Hindsight Solutions Ltd, a company owned and operated by Tim Gardner, who currently advises the Investment Manager in relation to its services to the Company, will be appointed as Consultant to the Company. The Consultant is an appointed representative of Rampart Capital LLP. Tim has been providing day-to-day operational oversight and support to the Investment Manager in relation to the Company and its portfolio since the Company's launch in 2015.

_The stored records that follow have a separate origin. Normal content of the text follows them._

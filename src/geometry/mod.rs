// SPDX-License-Identifier: Apache-2.0
// Copyright (c) 2025 Polyframe Inc.

//! Geometry module - bounding volumes and box meshes

mod bbox;
mod box_mesh;
mod description;
mod obb;
mod point_cloud;

pub use bbox::{Aabb, AxisExtent};
pub use box_mesh::{BoxMesh, Quad, BOX_FACES, UNIT_CUBE_CORNERS};
pub use description::{reconcile_center, BoxDescription, BoxShape};
pub use obb::{center_covariance, covariance, principal_axes, Obb, OrientedFrame};
pub use point_cloud::{PointCloud, REDUCTION_CHUNK};
// SPDX-License-Identifier: Apache-2.0
// Copyright (c) 2025 Polyframe Inc.

//! World-space point clouds and deterministic chunked reductions

use nalgebra::{Matrix4, Point3, Vector3};
use rayon::prelude::*;

/// Number of points folded into one partial result.
///
/// Chunk boundaries never depend on the thread count, so a reduction gives
/// the same bits whether the chunks run on the rayon pool or in a loop.
pub const REDUCTION_CHUNK: usize = 4096;

/// Ordered world-space points gathered for a single bounding request
#[derive(Debug, Clone, Default, PartialEq)]
pub struct PointCloud {
    points: Vec<Point3<f64>>,
}

impl PointCloud {
    pub fn new() -> Self {
        Self { points: Vec::new() }
    }

    pub fn with_capacity(capacity: usize) -> Self {
        Self {
            points: Vec::with_capacity(capacity),
        }
    }

    pub fn from_points(points: Vec<Point3<f64>>) -> Self {
        Self { points }
    }

    pub fn push(&mut self, point: Point3<f64>) {
        self.points.push(point);
    }

    /// Map local-space points through `transform` and append them
    pub fn extend_transformed(&mut self, transform: &Matrix4<f64>, local: &[Point3<f64>]) {
        self.points.reserve(local.len());
        for point in local {
            self.points.push(transform.transform_point(point));
        }
    }

    pub fn len(&self) -> usize {
        self.points.len()
    }

    pub fn is_empty(&self) -> bool {
        self.points.is_empty()
    }

    pub fn points(&self) -> &[Point3<f64>] {
        &self.points
    }

    pub fn iter(&self) -> std::slice::Iter<'_, Point3<f64>> {
        self.points.iter()
    }

    /// Arithmetic mean of the points, `None` when empty
    pub fn centroid(&self, parallel: bool) -> Option<Point3<f64>> {
        let (sum, count) = self.reduce(
            parallel,
            |chunk| {
                let sum = chunk
                    .iter()
                    .fold(Vector3::zeros(), |acc: Vector3<f64>, p| acc + p.coords);
                (sum, chunk.len())
            },
            |(a, n), (b, m)| (a + b, n + m),
        )?;

        Some(Point3::from(sum / count as f64))
    }

    /// Compute one partial per chunk and fold the partials in chunk order
    pub(crate) fn reduce<T, M, F>(&self, parallel: bool, map: M, fold: F) -> Option<T>
    where
        T: Send,
        M: Fn(&[Point3<f64>]) -> T + Sync + Send,
        F: FnMut(T, T) -> T,
    {
        let partials: Vec<T> = if parallel {
            self.points.par_chunks(REDUCTION_CHUNK).map(&map).collect()
        } else {
            self.points.chunks(REDUCTION_CHUNK).map(&map).collect()
        };

        partials.into_iter().reduce(fold)
    }
}

impl From<Vec<Point3<f64>>> for PointCloud {
    fn from(points: Vec<Point3<f64>>) -> Self {
        Self::from_points(points)
    }
}

impl FromIterator<Point3<f64>> for PointCloud {
    fn from_iter<I: IntoIterator<Item = Point3<f64>>>(iter: I) -> Self {
        Self {
            points: iter.into_iter().collect(),
        }
    }
}

impl<'a> IntoIterator for &'a PointCloud {
    type Item = &'a Point3<f64>;
    type IntoIter = std::slice::Iter<'a, Point3<f64>>;

    fn into_iter(self) -> Self::IntoIter {
        self.points.iter()
    }
}
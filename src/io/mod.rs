// SPDX-License-Identifier: Apache-2.0
// Copyright (c) 2025 Polyframe Inc.

//! I/O module - scene import and result reports

mod importer;
mod report;

pub use importer::{
    import_scene_file, parse_scene, ComponentTransform, MatrixTransform, ObjectSpec, SceneFile,
    TransformSpec,
};
pub use report::{BoxReport, Report};
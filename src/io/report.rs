// SPDX-License-Identifier: Apache-2.0
// Copyright (c) 2025 Polyframe Inc.

//! JSON summary of the boxes a run placed

use crate::geometry::{BoxShape, BOX_FACES};
use crate::operator::{CreatedBox, Grouping, VolumeKind};
use anyhow::{Context, Result};
use serde::{Deserialize, Serialize};
use std::fs;
use std::path::Path;

/// One placed box
#[derive(Debug, Clone, PartialEq, Serialize, Deserialize)]
pub struct BoxReport {
    pub name: String,
    pub collection: String,
    pub kind: VolumeKind,
    /// World-space placement center
    pub center: [f64; 3],
    pub half_extents: [f64; 3],
    /// Frame axes as rows, oriented boxes only
    #[serde(default, skip_serializing_if = "Option::is_none")]
    pub axes: Option<[[f64; 3]; 3]>,
    /// World-space mesh vertices
    pub vertices: Vec<[f64; 3]>,
    pub faces: Vec<[usize; 4]>,
}

impl From<&CreatedBox> for BoxReport {
    fn from(created: &CreatedBox) -> Self {
        let description = &created.collision.description;
        let axes: Option<[[f64; 3]; 3]> = match &description.shape {
            BoxShape::Axis { .. } => None,
            BoxShape::Corners { frame, .. } => Some([0, 1, 2].map(|i| frame.axis(i).into())),
        };

        Self {
            name: created.object.name.clone(),
            collection: created.object.collection.clone(),
            kind: description.kind(),
            center: description.center.into(),
            half_extents: description.half_extents().into(),
            axes,
            vertices: created
                .object
                .world_vertices()
                .iter()
                .map(|v| v.coords.into())
                .collect(),
            faces: BOX_FACES.to_vec(),
        }
    }
}

/// Result of one scene run
#[derive(Debug, Clone, PartialEq, Serialize, Deserialize)]
pub struct Report {
    pub source: String,
    pub kind: VolumeKind,
    pub grouping: Grouping,
    pub boxes: Vec<BoxReport>,
}

impl Report {
    pub fn new(
        source: impl Into<String>,
        kind: VolumeKind,
        grouping: Grouping,
        created: &[CreatedBox],
    ) -> Self {
        Self {
            source: source.into(),
            kind,
            grouping,
            boxes: created.iter().map(BoxReport::from).collect(),
        }
    }

    pub fn to_json(&self) -> Result<String> {
        serde_json::to_string_pretty(self).context("Failed to serialize report")
    }

    /// Write JSON report
    pub fn write(&self, path: impl AsRef<Path>) -> Result<()> {
        let path = path.as_ref();
        fs::write(path, self.to_json()?)
            .with_context(|| format!("Failed to write report: {}", path.display()))
    }
}
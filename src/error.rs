// SPDX-License-Identifier: Apache-2.0
// Copyright (c) 2025 Polyframe Inc.

//! Error types for bounding-volume computation

use thiserror::Error;

/// Failures detected while building a bounding volume.
///
/// Every variant is raised before any mesh is generated, so a caller that
/// receives one of these can be sure nothing was placed.
#[derive(Debug, Clone, PartialEq, Error)]
pub enum BoundsError {
    /// No input objects, or no points to scan.
    #[error("nothing to bound: the selection is empty")]
    EmptySelection,

    /// Too few vertices (or all coincident) for a principal-axis fit.
    #[error("oriented box needs at least 3 non-coincident vertices, got {vertices}")]
    InsufficientGeometry { vertices: usize },

    /// The eigen solver did not yield three finite orthonormal axes.
    #[error("numerical degeneracy: {0}")]
    NumericalDegeneracy(String),
}

impl BoundsError {
    pub(crate) fn degeneracy(reason: impl Into<String>) -> Self {
        Self::NumericalDegeneracy(reason.into())
    }
}

/// Result alias for the core builders
pub type BoundsResult<T> = std::result::Result<T, BoundsError>;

Pursuant to a consultancy agreement dated 8 December 2020 between the Consultant and the Company, the Consultant has agreed to provide the Board with investment recommendations and investment advice, provide day-to-day operational oversight to support the effective operation of the Company and provide marketing services to the Company. In consideration for the provision of the services, the Company shall pay to the Consultant a monthly fee, in advance, of £23,000 and the continuation of a realisation fee equal to 5 per cent. of aggregate cash distributions made to Shareholders upon realisation of the Existing Portfolio. These arrangements will deliver important cost savings to the Company.

The agreement between the Company and the Consultant may be terminated by either party on three months' written notice to the other, or immediately upon the occurrence of certain cause matters.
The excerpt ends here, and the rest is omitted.